El proceso de los talleres – facilitados por los investigadores René Mendoza y Edgar Fernández – ha sido relatado en este blog anteriormente. Los talleres buscan crear entendimientos nuevos y alianzas entre los y las participantes en la cadena de la producción y comercialización de café dentro de un territorio específico. Se comparte información técnica valiosa, pero se da a los y las participantes una amplia oportunidad de ser elocuente sobre los otros factores que juegan un papel en el éxito o fracaso de los y las productoras rurales. Ellas/os abordan temas como su fortalezas, debilidades, oportunidades y amenazas estratégicas. Hablan sobre los obstáculos políticos y culturales que bloquean su avance. En esta ocasión también explicitaron docenas de mitos – suposiciones consideradas verdades por muchas personas, pero de hecho son falsas – cuya aceptación frecuentemente obstaculiza cambios positivos.

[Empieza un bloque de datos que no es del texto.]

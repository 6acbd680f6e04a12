//! # COMPIA Store
//!
//! Backend for the COMPIA bookstore: product catalog, address prefill
//! and shipping quotes.
//!
//! ## Usage
//!
//! ```bash
//! # Optional environment variables
//! export ORIGIN_CEP=01310100
//! export PORT=8080
//!
//! # Run the server
//! compia-store
//! ```

use store_api::{routes, state::AppState};
use tracing::{info, Level};
use tracing_subscriber::{fmt, prelude::*, EnvFilter};

#[tokio::main]
async fn main() -> anyhow::Result<()> {
    // Initialize logging
    tracing_subscriber::registry()
        .with(fmt::layer())
        .with(
            EnvFilter::builder()
                .with_default_directive(Level::INFO.into())
                .from_env_lossy(),
        )
        .init();

    // Initialize application state
    let state = AppState::new()?;

    let addr = state.config.socket_addr()?;
    let is_prod = state.config.is_production();

    info!("Environment: {}", state.config.environment);
    info!("Store origin CEP: {}", state.config.origin_cep);

    // Create router
    let app = routes::create_router(state);

    // Start server
    info!("COMPIA Store starting on http://{}", addr);

    if !is_prod {
        info!("Products: GET http://{}/api/v1/products", addr);
        info!("Shipping: POST http://{}/api/v1/shipping/quote", addr);
        info!("Address: GET http://{}/api/v1/address/01310100", addr);
    }

    let listener = tokio::net::TcpListener::bind(addr).await?;
    axum::serve(listener, app).await?;

    Ok(())
}
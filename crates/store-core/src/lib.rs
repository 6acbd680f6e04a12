//! # store-core
//!
//! Core types and traits for the COMPIA store engine.
//!
//! This crate provides:
//! - `ShippingEstimator` and `ShippingQuote` for checkout shipping costs
//! - `Cep` for normalized Brazilian postal codes
//! - `AddressLookup` / `RegionLookup` traits for postal code resolution
//! - `Product`, `ProductCatalog` and the `ProductRepository` trait
//! - `CartLine` / `CartSnapshot` for the checkout flow
//! - `StoreError` for typed error handling
//!
//! ## Example
//!
//! ```rust,ignore
//! use store_core::{Cep, CartSnapshot, CartLine, ShippingEstimator};
//!
//! // Build the estimator once, with the deployment's origin CEP
//! let estimator = ShippingEstimator::new(region_lookup, Cep::parse("01310-100")?);
//!
//! // Quote a cart going to the customer's CEP
//! let destination = Cep::parse(&form.cep)?;
//! let cart = CartSnapshot::new(lines);
//! let quote = estimator.estimate(&destination, &cart).await;
//!
//! println!("{} em até {} dias", quote.cost.display(), quote.lead_time_days);
//! ```

pub mod cart;
pub mod catalog;
pub mod cep;
pub mod error;
pub mod lookup;
pub mod money;
pub mod product;
pub mod shipping;

// Re-exports for convenience
pub use cart::{CartLine, CartSnapshot};
pub use catalog::{BoxedProductRepository, ProductCatalog, ProductRepository};
pub use cep::Cep;
pub use error::{StoreError, StoreResult};
pub use lookup::{
    Address, AddressLookup, BoxedAddressLookup, BoxedRegionLookup, RegionInfo, RegionLookup,
};
pub use money::{Currency, Price};
pub use product::{Product, ProductKind};
pub use shipping::{
    QuoteSequencer, ShippingEstimator, ShippingQuote, ShippingService,
    FREE_SHIPPING_THRESHOLD_CENTS, MAX_COST_CENTS, MIN_COST_CENTS, UNIT_WEIGHT_GRAMS,
};
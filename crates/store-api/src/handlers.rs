//! # Request Handlers
//!
//! Axum request handlers for the store API: catalog CRUD, address
//! prefill and shipping quotes.

use crate::state::AppState;
use axum::{
    extract::{Path, State},
    http::StatusCode,
    response::IntoResponse,
    Json,
};
use serde::{Deserialize, Serialize};
use store_core::{
    CartLine, CartSnapshot, Cep, Currency, Price, Product, ProductKind, ShippingQuote, StoreError,
};
use tracing::{error, info, instrument};

// =============================================================================
// Request/Response Types
// =============================================================================

/// Shipping quote request
#[derive(Debug, Deserialize)]
pub struct QuoteRequest {
    /// Destination CEP, 8 digits with or without separator
    pub destination_cep: String,
    /// Cart contents
    pub items: Vec<QuoteItem>,
}

/// Item in a quote request
#[derive(Debug, Deserialize)]
pub struct QuoteItem {
    /// Product ID
    pub product_id: String,
    /// Quantity
    #[serde(default = "default_quantity")]
    pub quantity: u32,
}

fn default_quantity() -> u32 {
    1
}

/// Shipping quote response
#[derive(Debug, Serialize)]
pub struct QuoteResponse {
    /// Service label ("Digital", "Standard", "PAC")
    pub service: String,
    /// Cost in centavos
    pub cost_cents: i64,
    /// Formatted cost ("R$ 12,50")
    pub cost_display: String,
    /// Estimated delivery lead time
    pub lead_time_days: u32,
}

impl From<ShippingQuote> for QuoteResponse {
    fn from(quote: ShippingQuote) -> Self {
        Self {
            service: quote.service.as_str().to_string(),
            cost_cents: quote.cost.amount,
            cost_display: quote.cost.display(),
            lead_time_days: quote.lead_time_days,
        }
    }
}

/// Create product request
#[derive(Debug, Deserialize)]
pub struct CreateProductRequest {
    pub title: String,
    #[serde(default)]
    pub author: String,
    #[serde(default)]
    pub description: String,
    #[serde(default)]
    pub kind: ProductKind,
    /// Price in centavos
    pub price_cents: i64,
    #[serde(default)]
    pub category: String,
    #[serde(default)]
    pub image_url: Option<String>,
}

/// Update product request; only the provided fields change
#[derive(Debug, Default, Deserialize)]
pub struct UpdateProductRequest {
    #[serde(default)]
    pub title: Option<String>,
    #[serde(default)]
    pub author: Option<String>,
    #[serde(default)]
    pub description: Option<String>,
    #[serde(default)]
    pub kind: Option<ProductKind>,
    #[serde(default)]
    pub price_cents: Option<i64>,
    #[serde(default)]
    pub category: Option<String>,
    #[serde(default)]
    pub image_url: Option<String>,
    #[serde(default)]
    pub active: Option<bool>,
}

/// Error response
#[derive(Debug, Serialize)]
pub struct ErrorResponse {
    pub error: String,
    pub code: u16,
    #[serde(skip_serializing_if = "Option::is_none")]
    pub details: Option<String>,
}

impl ErrorResponse {
    pub fn new(error: impl Into<String>, code: u16) -> Self {
        Self {
            error: error.into(),
            code,
            details: None,
        }
    }
}

type HandlerError = (StatusCode, Json<ErrorResponse>);

fn store_error_to_response(err: StoreError) -> HandlerError {
    let code = err.status_code();
    let response = ErrorResponse::new(err.to_string(), code);
    (
        StatusCode::from_u16(code).unwrap_or(StatusCode::INTERNAL_SERVER_ERROR),
        Json(response),
    )
}

// =============================================================================
// Handlers
// =============================================================================

/// Health check endpoint
pub async fn health() -> impl IntoResponse {
    Json(serde_json::json!({
        "status": "healthy",
        "service": "compia-store",
        "version": env!("CARGO_PKG_VERSION")
    }))
}

/// Estimate shipping for a cart going to a destination CEP
#[instrument(skip(state, request), fields(items = request.items.len()))]
pub async fn quote_shipping(
    State(state): State<AppState>,
    Json(request): Json<QuoteRequest>,
) -> Result<Json<QuoteResponse>, HandlerError> {
    // Malformed codes are rejected here; the estimator never sees them.
    let destination =
        Cep::parse(&request.destination_cep).map_err(store_error_to_response)?;

    let mut lines = Vec::with_capacity(request.items.len());
    for item in &request.items {
        if item.quantity == 0 {
            return Err((
                StatusCode::BAD_REQUEST,
                Json(ErrorResponse::new(
                    format!("Quantity must be at least 1 for {}", item.product_id),
                    400,
                )),
            ));
        }

        let product = state
            .repository
            .get(&item.product_id)
            .await
            .map_err(store_error_to_response)?
            .ok_or_else(|| {
                store_error_to_response(StoreError::ProductNotFound {
                    product_id: item.product_id.clone(),
                })
            })?;

        lines.push(CartLine::from_product(&product, item.quantity));
    }

    let cart = CartSnapshot::new(lines);

    info!(
        "Quoting shipping: destination={}, {} items, subtotal={}",
        destination,
        cart.item_count(),
        cart.subtotal.display()
    );

    // The estimator never fails; lookups degrade internally.
    let quote = state.estimator.estimate(&destination, &cart).await;

    Ok(Json(quote.into()))
}

/// Resolve a CEP to an address for checkout prefill
#[instrument(skip(state))]
pub async fn lookup_address(
    State(state): State<AppState>,
    Path(cep): Path<String>,
) -> Result<impl IntoResponse, HandlerError> {
    let cep = Cep::parse(&cep).map_err(store_error_to_response)?;

    let address = state
        .address_lookup
        .lookup_address(&cep)
        .await
        .map_err(|e| {
            error!("Address lookup failed: {}", e);
            store_error_to_response(e)
        })?
        .ok_or_else(|| {
            (
                StatusCode::NOT_FOUND,
                Json(ErrorResponse::new(format!("CEP not found: {}", cep), 404)),
            )
        })?;

    Ok(Json(address))
}

/// List active products
pub async fn list_products(
    State(state): State<AppState>,
) -> Result<impl IntoResponse, HandlerError> {
    let products: Vec<_> = state
        .repository
        .list()
        .await
        .map_err(store_error_to_response)?
        .into_iter()
        .filter(|p| p.active)
        .collect();

    Ok(Json(serde_json::json!({
        "products": products,
        "count": products.len()
    })))
}

/// Get a single product
pub async fn get_product(
    State(state): State<AppState>,
    Path(product_id): Path<String>,
) -> Result<impl IntoResponse, HandlerError> {
    let product = state
        .repository
        .get(&product_id)
        .await
        .map_err(store_error_to_response)?
        .ok_or_else(|| {
            store_error_to_response(StoreError::ProductNotFound {
                product_id: product_id.clone(),
            })
        })?;

    Ok(Json(product))
}

/// Register a new product
#[instrument(skip(state, request), fields(title = %request.title))]
pub async fn create_product(
    State(state): State<AppState>,
    Json(request): Json<CreateProductRequest>,
) -> Result<impl IntoResponse, HandlerError> {
    if request.price_cents < 0 {
        return Err(store_error_to_response(StoreError::InvalidPrice {
            message: "price_cents must be >= 0".to_string(),
        }));
    }

    let price = Price::from_cents(request.price_cents, Currency::BRL);
    let mut product = match request.kind {
        ProductKind::Physical => Product::physical("", request.title, price),
        ProductKind::Digital => Product::digital("", request.title, price),
    }
    .with_author(request.author)
    .with_description(request.description)
    .with_category(request.category);
    product.image_url = request.image_url;

    let created = state
        .repository
        .create(product)
        .await
        .map_err(store_error_to_response)?;

    info!("Created product: {} ({})", created.title, created.id);

    Ok((StatusCode::CREATED, Json(created)))
}

/// Update an existing product; unspecified fields keep their values
#[instrument(skip(state, request), fields(product_id = %product_id))]
pub async fn update_product(
    State(state): State<AppState>,
    Path(product_id): Path<String>,
    Json(request): Json<UpdateProductRequest>,
) -> Result<impl IntoResponse, HandlerError> {
    let mut product = state
        .repository
        .get(&product_id)
        .await
        .map_err(store_error_to_response)?
        .ok_or_else(|| {
            store_error_to_response(StoreError::ProductNotFound {
                product_id: product_id.clone(),
            })
        })?;

    if let Some(title) = request.title {
        product.title = title;
    }
    if let Some(author) = request.author {
        product.author = author;
    }
    if let Some(description) = request.description {
        product.description = description;
    }
    if let Some(kind) = request.kind {
        product.kind = kind;
    }
    if let Some(price_cents) = request.price_cents {
        if price_cents < 0 {
            return Err(store_error_to_response(StoreError::InvalidPrice {
                message: "price_cents must be >= 0".to_string(),
            }));
        }
        product.price = Price::from_cents(price_cents, Currency::BRL);
    }
    if let Some(category) = request.category {
        product.category = category;
    }
    if let Some(image_url) = request.image_url {
        product.image_url = Some(image_url);
    }
    if let Some(active) = request.active {
        product.active = active;
    }

    let updated = state
        .repository
        .update(&product_id, product)
        .await
        .map_err(store_error_to_response)?;

    Ok(Json(updated))
}

/// Remove a product
#[instrument(skip(state), fields(product_id = %product_id))]
pub async fn delete_product(
    State(state): State<AppState>,
    Path(product_id): Path<String>,
) -> Result<StatusCode, HandlerError> {
    state
        .repository
        .delete(&product_id)
        .await
        .map_err(store_error_to_response)?;

    info!("Deleted product: {}", product_id);

    Ok(StatusCode::NO_CONTENT)
}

La lista elaborada por los y las participantes fue larga e impresionante por su envergadura; anotaciones llenando grandes hojas de papelógrafo cubriendo dos paredes de la sala, casi rodeándonos a todos con ficciones tan diversas como los y las participantes mismos. Es realmente asombroso lo que nos permitimos creer. Entre las 115 frases, se destacó una para mi: “Dios hizo a los ricos y a los pobres, y él me hizo pobre.”

Paré mi lectura de la lista de los mitos por unos momentos cuando llegué a éste. De todas las no-verdades y tergiversaciones sobre la pared, ésta me chocó como la más notoria desde varias perspectivas: invocó la presencia de Dios como una entidad que deliberadamente destinó a estas personas a ser pobres; que según el juicio de Dios, nunca dejarán de ser pobres; que su pobreza es irreversible; que por algunas razones caprichosas, la pobreza de los campesinos sencillamente “así tiene que ser”, mientras que se dispuso que los ricos vivieran cómodamente. Las consecuencias de solamente este mito contenía suficiente derrota y dolor para mantener a las familias rurales humildes en su lugar para siempre. El mismo significaba una finalidad que eliminaba todo sentido de esperanza en el futuro, la única cuerda de salvamento a la cual todas las personas tienen que aferrarse si tienen la posibilidad de vislumbrar un futuro. La buena noticia es que los y las participantes lo habían reconocido como la mentira que es. La noticia triste es que a lo mejor hay muchas más personas en el campo a las cuales esta idea parece un verdad.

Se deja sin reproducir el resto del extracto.